Segment Start: Material shown
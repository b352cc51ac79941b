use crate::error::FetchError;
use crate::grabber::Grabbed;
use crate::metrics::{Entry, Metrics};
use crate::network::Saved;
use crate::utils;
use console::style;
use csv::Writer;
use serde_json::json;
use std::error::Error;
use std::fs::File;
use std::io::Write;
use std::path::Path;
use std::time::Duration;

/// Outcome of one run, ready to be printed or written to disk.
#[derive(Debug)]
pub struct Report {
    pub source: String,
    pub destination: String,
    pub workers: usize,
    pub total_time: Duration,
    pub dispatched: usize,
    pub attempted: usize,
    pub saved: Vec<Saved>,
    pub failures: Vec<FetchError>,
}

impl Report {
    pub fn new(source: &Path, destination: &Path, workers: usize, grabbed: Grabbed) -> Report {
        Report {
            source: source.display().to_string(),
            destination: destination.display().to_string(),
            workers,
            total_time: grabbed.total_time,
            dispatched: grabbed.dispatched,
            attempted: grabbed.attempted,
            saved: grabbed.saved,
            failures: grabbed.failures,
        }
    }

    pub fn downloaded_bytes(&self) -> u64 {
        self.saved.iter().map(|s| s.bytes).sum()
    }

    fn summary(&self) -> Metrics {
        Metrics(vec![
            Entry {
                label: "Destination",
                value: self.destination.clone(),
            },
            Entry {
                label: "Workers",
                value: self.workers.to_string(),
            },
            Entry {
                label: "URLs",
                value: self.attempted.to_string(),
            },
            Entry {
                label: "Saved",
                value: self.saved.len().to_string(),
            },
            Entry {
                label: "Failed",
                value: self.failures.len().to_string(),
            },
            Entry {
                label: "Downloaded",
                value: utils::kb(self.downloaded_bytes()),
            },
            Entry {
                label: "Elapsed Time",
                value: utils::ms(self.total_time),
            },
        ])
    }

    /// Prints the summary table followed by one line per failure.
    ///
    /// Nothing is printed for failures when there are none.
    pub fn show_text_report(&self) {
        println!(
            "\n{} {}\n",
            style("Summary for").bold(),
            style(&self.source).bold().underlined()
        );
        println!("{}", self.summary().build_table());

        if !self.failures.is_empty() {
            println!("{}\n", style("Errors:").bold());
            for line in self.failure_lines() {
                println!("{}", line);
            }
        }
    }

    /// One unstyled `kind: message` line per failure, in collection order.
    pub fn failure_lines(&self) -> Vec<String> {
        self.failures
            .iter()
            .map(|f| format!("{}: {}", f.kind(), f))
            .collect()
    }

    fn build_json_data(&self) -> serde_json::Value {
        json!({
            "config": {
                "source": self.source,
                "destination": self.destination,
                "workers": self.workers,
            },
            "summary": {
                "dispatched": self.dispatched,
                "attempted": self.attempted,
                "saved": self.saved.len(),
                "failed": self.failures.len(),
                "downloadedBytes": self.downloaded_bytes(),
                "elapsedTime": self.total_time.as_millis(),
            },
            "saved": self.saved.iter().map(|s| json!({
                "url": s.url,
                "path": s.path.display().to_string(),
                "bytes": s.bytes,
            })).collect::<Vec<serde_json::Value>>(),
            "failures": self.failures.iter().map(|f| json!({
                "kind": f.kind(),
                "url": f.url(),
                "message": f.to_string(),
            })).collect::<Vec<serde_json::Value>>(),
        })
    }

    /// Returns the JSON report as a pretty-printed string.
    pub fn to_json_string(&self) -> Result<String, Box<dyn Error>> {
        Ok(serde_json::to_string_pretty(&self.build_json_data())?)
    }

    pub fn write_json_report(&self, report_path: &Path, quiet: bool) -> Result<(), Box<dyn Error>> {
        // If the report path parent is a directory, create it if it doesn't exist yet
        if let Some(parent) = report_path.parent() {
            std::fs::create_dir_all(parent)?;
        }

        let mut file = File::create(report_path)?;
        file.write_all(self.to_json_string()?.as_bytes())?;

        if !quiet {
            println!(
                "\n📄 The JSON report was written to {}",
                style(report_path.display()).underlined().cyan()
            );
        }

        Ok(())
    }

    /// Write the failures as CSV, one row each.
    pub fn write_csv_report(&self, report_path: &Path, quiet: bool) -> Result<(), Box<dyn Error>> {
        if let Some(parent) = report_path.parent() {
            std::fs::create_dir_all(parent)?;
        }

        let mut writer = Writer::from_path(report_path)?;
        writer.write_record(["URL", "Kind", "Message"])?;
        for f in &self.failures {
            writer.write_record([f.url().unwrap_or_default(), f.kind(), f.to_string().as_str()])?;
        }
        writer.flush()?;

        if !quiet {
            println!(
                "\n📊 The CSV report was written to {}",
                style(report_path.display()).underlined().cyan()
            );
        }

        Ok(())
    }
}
Segment End: Material shown
[Task goal]:
Once more, set down the full listing, verbatim.

[Your response]:
repository b352cc51ac79941b
use crate::error::FetchError;
use crate::grabber::Grabbed;
use crate::metrics::{Entry, Metrics};
use crate::network::Saved;
use crate::utils;
use console::style;
use csv::Writer;
use serde_json::json;
use std::error::Error;
use std::fs::File;
use std::io::Write;
use std::path::Path;
use std::time::Duration;

/// Outcome of one run, ready to be printed or written to disk.
#[derive(Debug)]
pub struct Report {
    pub source: String,
    pub destination: String,
    pub workers: usize,
    pub total_time: Duration,
    pub dispatched: usize,
    pub attempted: usize,
    pub saved: Vec<Saved>,
    pub failures: Vec<FetchError>,
}

impl Report {
    pub fn new(source: &Path, destination: &Path, workers: usize, grabbed: Grabbed) -> Report {
        Report {
            source: source.display().to_string(),
            destination: destination.display().to_string(),
            workers,
            total_time: grabbed.total_time,
            dispatched: grabbed.dispatched,
            attempted: grabbed.attempted,
            saved: grabbed.saved,
            failures: grabbed.failures,
        }
    }

    pub fn downloaded_bytes(&self) -> u64 {
        self.saved.iter().map(|s| s.bytes).sum()
    }

    fn summary(&self) -> Metrics {
        Metrics(vec![
            Entry {
                label: "Destination",
                value: self.destination.clone(),
            },
            Entry {
                label: "Workers",
                value: self.workers.to_string(),
            },
            Entry {
                label: "URLs",
                value: self.attempted.to_string(),
            },
            Entry {
                label: "Saved",
                value: self.saved.len().to_string(),
            },
            Entry {
                label: "Failed",
                value: self.failures.len().to_string(),
            },
            Entry {
                label: "Downloaded",
                value: utils::kb(self.downloaded_bytes()),
            },
            Entry {
                label: "Elapsed Time",
                value: utils::ms(self.total_time),
            },
        ])
    }

    /// Prints the summary table followed by one line per failure.
    ///
    /// Nothing is printed for failures when there are none.
    pub fn show_text_report(&self) {
        println!(
            "\n{} {}\n",
            style("Summary for").bold(),
            style(&self.source).bold().underlined()
        );
        println!("{}", self.summary().build_table());

        if !self.failures.is_empty() {
            println!("{}\n", style("Errors:").bold());
            for line in self.failure_lines() {
                println!("{}", line);
            }
        }
    }

    /// One unstyled `kind: message` line per failure, in collection order.
    pub fn failure_lines(&self) -> Vec<String> {
        self.failures
            .iter()
            .map(|f| format!("{}: {}", f.kind(), f))
            .collect()
    }

    fn build_json_data(&self) -> serde_json::Value {
        json!({
            "config": {
                "source": self.source,
                "destination": self.destination,
                "workers": self.workers,
            },
            "summary": {
                "dispatched": self.dispatched,
                "attempted": self.attempted,
                "saved": self.saved.len(),
                "failed": self.failures.len(),
                "downloadedBytes": self.downloaded_bytes(),
                "elapsedTime": self.total_time.as_millis(),
            },
            "saved": self.saved.iter().map(|s| json!({
                "url": s.url,
                "path": s.path.display().to_string(),
                "bytes": s.bytes,
            })).collect::<Vec<serde_json::Value>>(),
            "failures": self.failures.iter().map(|f| json!({
                "kind": f.kind(),
                "url": f.url(),
                "message": f.to_string(),
            })).collect::<Vec<serde_json::Value>>(),
        })
    }

    /// Returns the JSON report as a pretty-printed string.
    pub fn to_json_string(&self) -> Result<String, Box<dyn Error>> {
        Ok(serde_json::to_string_pretty(&self.build_json_data())?)
    }

    pub fn write_json_report(&self, report_path: &Path, quiet: bool) -> Result<(), Box<dyn Error>> {
        // If the report path parent is a directory, create it if it doesn't exist yet
        if let Some(parent) = report_path.parent() {
            std::fs::create_dir_all(parent)?;
        }

        let mut file = File::create(report_path)?;
        file.write_all(self.to_json_string()?.as_bytes())?;

        if !quiet {
            println!(
                "\n📄 The JSON report was written to {}",
                style(report_path.display()).underlined().cyan()
            );
        }

        Ok(())
    }

    /// Write the failures as CSV, one row each.
    pub fn write_csv_report(&self, report_path: &Path, quiet: bool) -> Result<(), Box<dyn Error>> {
        if let Some(parent) = report_path.parent() {
            std::fs::create_dir_all(parent)?;
        }

        let mut writer = Writer::from_path(report_path)?;
        writer.write_record(["URL", "Kind", "Message"])?;
        for f in &self.failures {
            writer.write_record([f.url().unwrap_or_default(), f.kind(), f.to_string().as_str()])?;
        }
        writer.flush()?;

        if !quiet {
            println!(
                "\n📊 The CSV report was written to {}",
                style(report_path.display()).underlined().cyan()
            );
        }

        Ok(())
    }
}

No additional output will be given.